«Je suis passée par une sale période: j'ai perdu mon travail, j'étais déprimée, j'ai eu une grosse pelade, j'ai perdu 11kg.» Sofia, 28 ans, a commencé le CBD en mars 2020. «J'avais arrêté de travailler juste avant le Covid et je devais commencer un nouveau job en avril, mais ça n'a pas eu lieu avec la crise. Ça m'a plongé dans une phase dépressive. J'étais arrivée à un point où je ne supportais pas de discuter avec mes proches, je n'étais même plus ouverte à une discussion entre amis», explique-t-elle. Sofia consomme du CBD sous différentes formes, en tisane avec de la camomille et de la verveine, ou par combustion. «Ça me calme, je me sens détendue. Ça m'aide aussi parce que j'ai un problème d'endométriose. Avec le CBD, je ressens beaucoup moins les douleurs, mon corps est plus léger, plus détendu», confie-t-elle.

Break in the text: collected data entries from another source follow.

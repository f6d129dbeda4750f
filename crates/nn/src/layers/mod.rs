//! ニューラルネットワーク層
//!
//! - [`Linear`] - 全結合層

mod linear;

pub use linear::{Linear, LinearConfig, linear};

Le CBD, abréviation de cannabidiol, est une molécule extraite du chanvre, aux effets relaxants et disponible en vente libre. «Dans la plante cannabis, il y a plus de 500 actifs. Les deux les plus importants et les plus connus sont le THC et le CBD», détaille le Dr Pascal Douek, auteur du livre Le cannabis médical, une nouvelle chance, aux éditions Solar. Le THC, c'est cette substance responsable des effets du cannabis dont l'effet psychotrope, qui touche le système nerveux ou la psyché. «Les produits commercialisés à base de CBD, eux, sont des produits dénués de THC», ajoute Pascal Douek. En France, seuls les produits à base de cannabidiol contenant moins de 0,2% de THC sont autorisés à la vente.
Sofia n'est pas la seule à en consommer. En huile, liquide pour e-cigarette, tisanes, fleurs séchées ou même produits cosmétiques, chacun y trouve son compte. C'est le cas de Laetitia et Shane, d'anciennes adeptes du cannabis récréatif passées au cannabis dit «bien-être», soit le cannabidiol, délaissant ainsi l'effet «défonce» au profit d'un effet plus «zen». Au point d'en faire leur métier. Elles testent régulièrement des produits à base de CBD, envoyés par les boutiques elles-mêmes, et partagent leurs recommandations sur le groupe Facebook qu'elles ont créé en octobre 2020, cumulant aujourd'hui près de 4.000 membres.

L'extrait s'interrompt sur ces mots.